Novo presidente sinaliza redução de custos e revisão de estratégia, mas rejeita privatização do banco estatal do DF
O Banco de Brasília (BRB) sinalizou uma mudança de rota para conter a crise associada ao caso Master. O novo presidente da instituição, Nelson Antônio de Souza, afirmou que o banco deverá “dar um passo atrás” para ajustar o caixa e recuperar estabilidade, indicando um processo de enxugamento e revisão de estratégia. Apesar da guinada, ele descartou a privatização da estatal, mantendo o compromisso de preservação do controle público.
A fala evidencia um esforço de gestão para recompor confiança em um banco que, por sua natureza estatal, opera sob dupla pressão: precisa manter sustentabilidade financeira e, ao mesmo tempo, cumprir missões públicas de crédito e serviços. Em momentos de turbulência, a percepção de risco aumenta e qualquer sinal de fragilidade pode afetar captação, custos e apetite do mercado por operações ligadas à instituição.
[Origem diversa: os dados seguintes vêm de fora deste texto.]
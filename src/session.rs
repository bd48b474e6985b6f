//! 会话注册表
//!
//! 持有所有活跃开发者会话，负责 token 签发与解析。
//! token 是外部唯一合法的会话句柄，内部状态一律按 token 查询。

use std::collections::{HashMap, HashSet};
use std::path::Path;

use uuid::Uuid;

use crate::error::{Error, Result};
use crate::types::{now_ms, DeveloperSession, SessionToken};

/// 会话注册表
#[derive(Debug, Default)]
pub struct SessionRegistry {
    sessions: HashMap<SessionToken, DeveloperSession>,
}

impl SessionRegistry {
    pub fn new() -> Self {
        Self::default()
    }

    /// 注册开发者会话，返回签发的 token
    ///
    /// 重复注册同一 developer_id 会创建独立会话（调用方自行持有 token）。
    /// token 唯一性在签发时检查，碰撞则重新生成。
    pub fn register(
        &mut self,
        developer_id: impl Into<String>,
        metadata: HashMap<String, String>,
    ) -> SessionToken {
        let developer_id = developer_id.into();

        let mut token = Uuid::new_v4().to_string();
        while self.sessions.contains_key(&token) {
            token = Uuid::new_v4().to_string();
        }

        let session = DeveloperSession {
            developer_id: developer_id.clone(),
            token: token.clone(),
            metadata,
            active_files: HashSet::new(),
            created_at: now_ms(),
        };
        self.sessions.insert(token.clone(), session);

        tracing::info!("👤 Session registered: developer={}", developer_id);
        token
    }

    /// 按 token 解析会话
    pub fn resolve(&self, token: &str) -> Result<&DeveloperSession> {
        self.sessions
            .get(token)
            .ok_or_else(|| Error::SessionNotFound(token.to_string()))
    }

    /// 注销会话，返回被移除的会话（调用方负责释放 tracker 中的占用）
    pub fn unregister(&mut self, token: &str) -> Result<DeveloperSession> {
        let session = self
            .sessions
            .remove(token)
            .ok_or_else(|| Error::SessionNotFound(token.to_string()))?;
        tracing::info!("👋 Session unregistered: developer={}", session.developer_id);
        Ok(session)
    }

    /// 记录会话在某路径上的活动（open/edit/save 占用，close 释放）
    pub fn touch_file(&mut self, token: &str, path: &Path, active: bool) -> Result<()> {
        let session = self
            .sessions
            .get_mut(token)
            .ok_or_else(|| Error::SessionNotFound(token.to_string()))?;
        if active {
            session.active_files.insert(path.to_path_buf());
        } else {
            session.active_files.remove(path);
        }
        Ok(())
    }

    /// 活跃会话数
    pub fn len(&self) -> usize {
        self.sessions.len()
    }

    pub fn is_empty(&self) -> bool {
        self.sessions.is_empty()
    }

    /// 清空（监控器停止时）
    pub fn clear(&mut self) {
        self.sessions.clear();
    }
}

#[cfg(test)]
mod tests {
    use super::*;

    #[test]
    fn test_register_and_resolve() {
        let mut registry = SessionRegistry::new();
        let token = registry.register("alice", HashMap::new());

        let session = registry.resolve(&token).unwrap();
        assert_eq!(session.developer_id, "alice");
        assert_eq!(session.token, token);
        assert_eq!(registry.len(), 1);
    }

    #[test]
    fn test_repeated_register_creates_distinct_sessions() {
        let mut registry = SessionRegistry::new();
        let t1 = registry.register("alice", HashMap::new());
        let t2 = registry.register("alice", HashMap::new());

        assert_ne!(t1, t2);
        assert_eq!(registry.len(), 2);
    }

    #[test]
    fn test_resolve_unknown_token_fails() {
        let registry = SessionRegistry::new();
        assert!(matches!(
            registry.resolve("no-such-token"),
            Err(Error::SessionNotFound(_))
        ));
    }

    #[test]
    fn test_unregister() {
        let mut registry = SessionRegistry::new();
        let token = registry.register("bob", HashMap::new());

        registry.unregister(&token).unwrap();
        assert_eq!(registry.len(), 0);
        assert!(registry.resolve(&token).is_err());
        assert!(registry.unregister(&token).is_err());
    }

    #[test]
    fn test_touch_file_tracks_active_set() {
        let mut registry = SessionRegistry::new();
        let token = registry.register("alice", HashMap::new());
        let path = Path::new("/src/App.jsx");

        registry.touch_file(&token, path, true).unwrap();
        assert!(registry.resolve(&token).unwrap().active_files.contains(path));

        registry.touch_file(&token, path, false).unwrap();
        assert!(registry.resolve(&token).unwrap().active_files.is_empty());
    }
}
O “enxugamento” indicado pela presidência costuma envolver medidas como redução de despesas administrativas, revisão de contratos, reorganização de áreas e reavaliação de carteiras e projetos. A promessa é estancar vazamentos de caixa e criar previsibilidade, sem comprometer serviços essenciais para clientes e para o DF. A gestão também sinaliza que o banco não pretende ampliar riscos enquanto não reorganizar a casa.
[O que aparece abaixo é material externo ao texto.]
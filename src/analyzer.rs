//! 协作分析
//!
//! 把已告警的冲突转成有序缓解建议，并吸收事后结果反馈调整学习模式。
//! 建议从固定目录模板中选取，给定 (并发开发者, 路径, 学习权重) 三元组
//! 时输出确定，按置信度降序，最多 max_suggestions 条。

use std::path::Path;
use std::sync::Arc;

use crate::patterns::{collaboration_shape, pattern_key, PatternStore};
use crate::types::{ActivityKind, Priority, SessionSnapshot, Suggestion, SuggestionType};

/// 协作分析器
pub struct CollaborationAnalyzer {
    patterns: Arc<PatternStore>,
    max_suggestions: usize,
    min_confidence: f64,
}

impl CollaborationAnalyzer {
    pub fn new(patterns: Arc<PatternStore>, max_suggestions: usize, min_confidence: f64) -> Self {
        Self {
            patterns,
            max_suggestions,
            min_confidence,
        }
    }

    /// 为一次冲突分析生成建议
    pub fn suggest_for(
        &self,
        path: &Path,
        concurrent: &[SessionSnapshot],
        probability: f64,
    ) -> Vec<Suggestion> {
        if concurrent.is_empty() {
            return Vec::new();
        }

        let participants = concurrent.len() + 1;
        let shape = collaboration_shape(participants);
        let key = pattern_key(path, shape);
        // 学习到的模式置信度给整组建议加成
        let pattern_boost = self
            .patterns
            .lookup(&key)
            .filter(|p| p.update_count > 0)
            .map(|p| p.confidence * 0.1)
            .unwrap_or(0.0);

        let peer_names: Vec<&str> = concurrent.iter().map(|s| s.developer_id.as_str()).collect();
        let file_name = path
            .file_name()
            .and_then(|n| n.to_str())
            .unwrap_or("this file");
        let someone_saved = concurrent.iter().any(|s| s.kind == ActivityKind::Save);

        let mut suggestions = vec![
            Suggestion {
                r#type: SuggestionType::Communication,
                priority: Priority::Low,
                title: "Talk to the other developers first".to_string(),
                description: format!(
                    "{} {} currently working on {}. A quick message now avoids a merge later.",
                    peer_names.join(", "),
                    if peer_names.len() == 1 { "is" } else { "are" },
                    file_name
                ),
                confidence: clamp01(0.55 + 0.35 * probability + pattern_boost),
            },
            Suggestion {
                r#type: SuggestionType::MergeCoordination,
                priority: Priority::Low,
                title: "Coordinate the merge order".to_string(),
                description: format!(
                    "Agree on who lands changes to {} first{}.",
                    file_name,
                    if someone_saved {
                        "; a save has already happened on this path"
                    } else {
                        ""
                    }
                ),
                confidence: clamp01(
                    0.45 + 0.4 * probability
                        + if someone_saved { 0.1 } else { 0.0 }
                        + pattern_boost,
                ),
            },
            Suggestion {
                r#type: SuggestionType::Scheduling,
                priority: Priority::Low,
                title: "Stagger the work".to_string(),
                description: format!(
                    "With {} developers on one file, splitting the change or taking turns is safer.",
                    participants
                ),
                confidence: clamp01(
                    0.3 + 0.2 * probability
                        + if participants >= 3 { 0.15 } else { 0.0 }
                        + pattern_boost,
                ),
            },
        ];

        for s in &mut suggestions {
            s.priority = priority_for(s.confidence);
        }

        suggestions.retain(|s| s.confidence >= self.min_confidence);
        // 置信度降序，同分时保持目录顺序（sort_by 稳定）
        suggestions.sort_by(|a, b| b.confidence.partial_cmp(&a.confidence).unwrap());
        suggestions.truncate(self.max_suggestions);
        suggestions
    }

    /// 成功结果反馈：协作顺利完成（或告警后冲突被避免）
    ///
    /// 压低对应模式的风险权重，抬高置信度。反馈是模式权重唯一的变动入口。
    pub fn learn_from_success(
        &self,
        path: &Path,
        developer_ids: &[String],
        shape: &str,
        details: Option<&str>,
    ) {
        let key = pattern_key(path, shape);
        let pattern = self.patterns.reinforce(&key, true);
        tracing::info!(
            "📚 Learned from success: key={}, developers={}, weight={:.2}, confidence={:.2}{}",
            key,
            developer_ids.len(),
            pattern.weight,
            pattern.confidence,
            details.map(|d| format!(", details={}", d)).unwrap_or_default()
        );
    }

    /// 失败结果反馈：真实冲突被确认，抬高对应模式的未来权重
    pub fn learn_from_failure(
        &self,
        path: &Path,
        developer_ids: &[String],
        shape: &str,
        details: Option<&str>,
    ) {
        let key = pattern_key(path, shape);
        let pattern = self.patterns.reinforce(&key, false);
        tracing::info!(
            "📚 Learned from failure: key={}, developers={}, weight={:.2}, confidence={:.2}{}",
            key,
            developer_ids.len(),
            pattern.weight,
            pattern.confidence,
            details.map(|d| format!(", details={}", d)).unwrap_or_default()
        );
    }
}

fn clamp01(v: f64) -> f64 {
    v.clamp(0.0, 1.0)
}

fn priority_for(confidence: f64) -> Priority {
    if confidence >= 0.75 {
        Priority::High
    } else if confidence >= 0.5 {
        Priority::Medium
    } else {
        Priority::Low
    }
}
Ao descartar privatização, o novo presidente tenta equilibrar a discussão: evita o desgaste político que a venda de um banco estatal pode gerar e, ao mesmo tempo, assume a necessidade de correções internas. O desafio agora é transformar o discurso em um plano mensurável, com prazos, metas e transparência sobre impactos no desempenho.
Nos próximos meses, o BRB deverá ser cobrado por resultados concretos, e a capacidade de separar o banco do ruído do caso Master será decisiva para recuperar credibilidade institucional, reduzir incerteza e sustentar sua atuação no sistema financeiro.